Posted 3rd December 2009 | 2 Comments

ATOC launches 'world first' guide to stations, with the help of 700,000 photographs

ATOC's head of online services, Jason Webb, agrees updates will be vital

ATOC's head of online services, Jason Webb, agrees updates will be vital

A new online guide to National Rail has been launched by the Association of Train Operating Companies to help passengers, especially those with disabilities, to find their way round more than 2500 stations. The innovation, including 14,000 web pages and interactive maps as well as 700,000 photographs, is said to be a world first.

The guide is now part of the NRES website, which is run by ATOC, and has cost £1.2 million to set up.
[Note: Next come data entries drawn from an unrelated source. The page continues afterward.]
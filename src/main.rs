use anyhow::Result;
use clap::Parser;
use tokio::signal;

use semstore::cli::commands::{
    handle_config, handle_delete, handle_encode, handle_ingest, handle_records, handle_search,
    handle_serve, handle_status,
};
use semstore::cli::{Cli, Commands};
use semstore::models::Config;

#[tokio::main]
async fn main() -> Result<()> {
    let cli = Cli::parse();
    let config = Config::load().unwrap_or_default();
    let format = cli.format.unwrap_or(config.search.default_format);
    let verbose = cli.verbose;

    tokio::select! {
        result = run_command(cli.command, format, verbose) => {
            result?;
        }
        _ = shutdown_signal() => {
            eprintln!("\nReceived shutdown signal, cleaning up...");
            tokio::time::sleep(tokio::time::Duration::from_millis(100)).await;
        }
    }

    Ok(())
}

async fn run_command(
    command: Commands,
    format: semstore::models::OutputFormat,
    verbose: bool,
) -> Result<()> {
    match command {
        Commands::Status => {
            handle_status(format, verbose).await?;
        }
        Commands::Ingest(args) => {
            handle_ingest(args, format, verbose).await?;
        }
        Commands::Search(args) => {
            handle_search(args, format, verbose).await?;
        }
        Commands::Delete(cmd) => {
            handle_delete(cmd, format, verbose).await?;
        }
        Commands::Records(args) => {
            handle_records(args, format, verbose).await?;
        }
        Commands::Encode(args) => {
            handle_encode(args, format, verbose).await?;
        }
        Commands::Config(cmd) => {
            handle_config(cmd, format, verbose).await?;
        }
        Commands::Serve(args) => {
            handle_serve(args).await?;
        }
    }

    Ok(())
}

async fn shutdown_signal() {
    let ctrl_c = async {
        signal::ctrl_c()
            .await
            .expect("failed to install Ctrl+C handler");
    };

    #[cfg(unix)]
    let terminate = async {
        signal::unix::signal(signal::unix::SignalKind::terminate())
            .expect("failed to install signal handler")
            .recv()
            .await;
    };

    #[cfg(not(unix))]
    let terminate = std::future::pending::<()>();

    tokio::select! {
        _ = ctrl_c => {},
        _ = terminate => {},
    }
}
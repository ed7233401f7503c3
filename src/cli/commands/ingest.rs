//! Ingest command implementation.

use std::path::PathBuf;
use std::time::{Duration, Instant};

use anyhow::{Context, Result};
use clap::Args;
use indicatif::{ProgressBar, ProgressStyle};

use crate::cli::output::{IngestStats, get_formatter};
use crate::models::{Config, OutputFormat, empty_meta};
use crate::services::pipeline::EncodeOptions;
use crate::utils::file::read_input;

#[derive(Debug, Args)]
pub struct IngestArgs {
    #[arg(help = "File to ingest; reads stdin when omitted")]
    pub path: Option<PathBuf>,

    #[arg(long, help = "Ingest this text instead of reading a file or stdin")]
    pub text: Option<String>,

    #[arg(long, short = 'r', help = "Reference id grouping this document's chunks")]
    pub reference_id: String,

    #[arg(long, short = 'l', help = "Language tag stored with each record")]
    pub language: Option<String>,

    #[arg(long, short = 'm', help = "Metadata as a JSON object")]
    pub meta: Option<String>,

    #[arg(long, help = "Embedding batch size")]
    pub batch_size: Option<usize>,

    #[arg(long, help = "Maximum chunk size in characters")]
    pub chunk_size: Option<usize>,
}

pub async fn handle_ingest(args: IngestArgs, format: OutputFormat, verbose: bool) -> Result<()> {
    let config = Config::load()?;
    let formatter = get_formatter(format);
    let start_time = Instant::now();

    let text = match args.text {
        Some(text) => text,
        None => read_input(args.path.as_deref(), config.ingest.max_input_size)
            .context("failed to read input")?,
    };

    if text.trim().is_empty() {
        anyhow::bail!("input text is empty");
    }

    let meta = match args.meta {
        Some(ref raw) => {
            let value: serde_json::Value =
                serde_json::from_str(raw).context("failed to parse --meta as JSON")?;
            if !value.is_object() {
                anyhow::bail!("--meta must be a JSON object");
            }
            value
        }
        None => empty_meta(),
    };

    let opts = EncodeOptions {
        batch_size: args
            .batch_size
            .unwrap_or(config.embedding.batch_size as usize),
        chunk_size: args.chunk_size.unwrap_or(config.ingest.chunk_size as usize),
    };

    if verbose {
        eprintln!("Reference: {}", args.reference_id);
        eprintln!("  Input: {} chars", text.chars().count());
        eprintln!("  Chunk size: {}", opts.chunk_size);
        eprintln!("  Batch size: {}", opts.batch_size);
    }

    let pipeline = super::build_pipeline(&config).await?;

    let spinner = ProgressBar::new_spinner();
    spinner.set_style(ProgressStyle::with_template("{spinner} {msg}").unwrap());
    spinner.enable_steady_tick(Duration::from_millis(100));
    spinner.set_message("Encoding and storing chunks...");

    let result = pipeline
        .ingest(&text, &args.reference_id, args.language, meta, &opts)
        .await;
    spinner.finish_and_clear();

    let ingested = match result {
        Ok(ingested) => ingested,
        Err(e) => {
            // Ingestion is not atomic: some chunks may already be stored.
            let stored = pipeline
                .list_by_reference(&args.reference_id)
                .await
                .map(|records| records.len())
                .unwrap_or(0);
            if stored > 0 {
                eprintln!(
                    "Warning: ingestion failed after {} chunks were stored; \
                     inspect with `semstore records {}` or delete with \
                     `semstore delete reference {}`",
                    stored, args.reference_id, args.reference_id
                );
            }
            return Err(e).context("ingestion failed");
        }
    };

    let stats = IngestStats {
        reference_id: args.reference_id,
        chunks_created: ingested.len() as u64,
        duration_ms: start_time.elapsed().as_millis() as u64,
    };

    print!("{}", formatter.format_ingest_stats(&stats));

    Ok(())
}
use serde::{Deserialize, Serialize};

/// A bounded substring of input text, produced by the chunker for
/// independent embedding. Transient: discarded once its record is persisted.
#[derive(Debug, Clone, PartialEq, Eq)]
pub struct Chunk {
    pub text: String,
    /// Zero-based position within the source text's chunk sequence.
    pub position: usize,
}

/// Insert payload for the record store. The store assigns the id.
#[derive(Debug, Clone, Serialize, Deserialize)]
pub struct NewRecord {
    pub text: String,
    /// Caller-supplied grouping key; many records may share one.
    pub reference_id: String,
    pub embedding: Vec<f32>,
    pub language: Option<String>,
    /// Arbitrary key-value metadata carried alongside the record.
    #[serde(default = "empty_meta")]
    pub meta: serde_json::Value,
}

/// A persisted record as the store returns it. Immutable once written.
#[derive(Debug, Clone, Serialize, Deserialize)]
pub struct StoredRecord {
    pub id: String,
    pub text: String,
    pub reference_id: String,
    pub embedding: Vec<f32>,
    pub language: Option<String>,
    pub meta: serde_json::Value,
    pub created_at: String,
}

/// Per-chunk ingestion result, in source-text order.
#[derive(Debug, Clone, Serialize, Deserialize)]
pub struct IngestedChunk {
    pub id: String,
    pub text: String,
    pub embedding: Vec<f32>,
}

/// Per-chunk result of a persistence-free encode.
#[derive(Debug, Clone, Serialize, Deserialize)]
pub struct EncodedChunk {
    pub text: String,
    pub embedding: Vec<f32>,
}

/// One input item for bulk encoding.
#[derive(Debug, Clone, Serialize, Deserialize)]
pub struct BulkItem {
    pub id: String,
    pub text: String,
}

/// One chunk of a bulk-encoded item; `id` is inherited from the source item.
#[derive(Debug, Clone, Serialize, Deserialize)]
pub struct BulkEncodedChunk {
    pub id: String,
    pub text: String,
    pub embedding: Vec<f32>,
}

pub fn empty_meta() -> serde_json::Value {
    serde_json::Value::Object(serde_json::Map::new())
}

#[cfg(test)]
mod tests {
    use super::*;

    #[test]
    fn test_new_record_meta_default() {
        let json = r#"{"text": "t", "reference_id": "r", "embedding": [0.0]}"#;
        let record: NewRecord = serde_json::from_str(json).unwrap();
        assert!(record.meta.is_object());
        assert!(record.language.is_none());
    }

    #[test]
    fn test_stored_record_roundtrip() {
        let record = StoredRecord {
            id: "a".to_string(),
            text: "hello".to_string(),
            reference_id: "doc-1".to_string(),
            embedding: vec![1.0, 0.0],
            language: Some("en".to_string()),
            meta: serde_json::json!({"k": "v"}),
            created_at: "2025-01-01T00:00:00Z".to_string(),
        };
        let json = serde_json::to_string(&record).unwrap();
        let back: StoredRecord = serde_json::from_str(&json).unwrap();
        assert_eq!(back.id, record.id);
        assert_eq!(back.embedding, record.embedding);
    }
}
It allows potential passengers to research their routes around stations in advance. In some cases, the number of possible routes runs into huge totals, with 44,000 recorded at London Bridge and nearly as many at Leeds.

Funding has come from several sources, including £500,000 from the Department for Transport, £200,000 from Network Rail and £450,000 from ATOC itself. Transport Scotland has also contributed a further £100,000.

ATOC Chief Executive Michael Roberts said: "This is a first for a national rail network, anywhere in the world. From parents with small children and passengers with heavy bags, to older people and the disabled, the new service will help passengers to get around stations with as little bother and hassle as possible."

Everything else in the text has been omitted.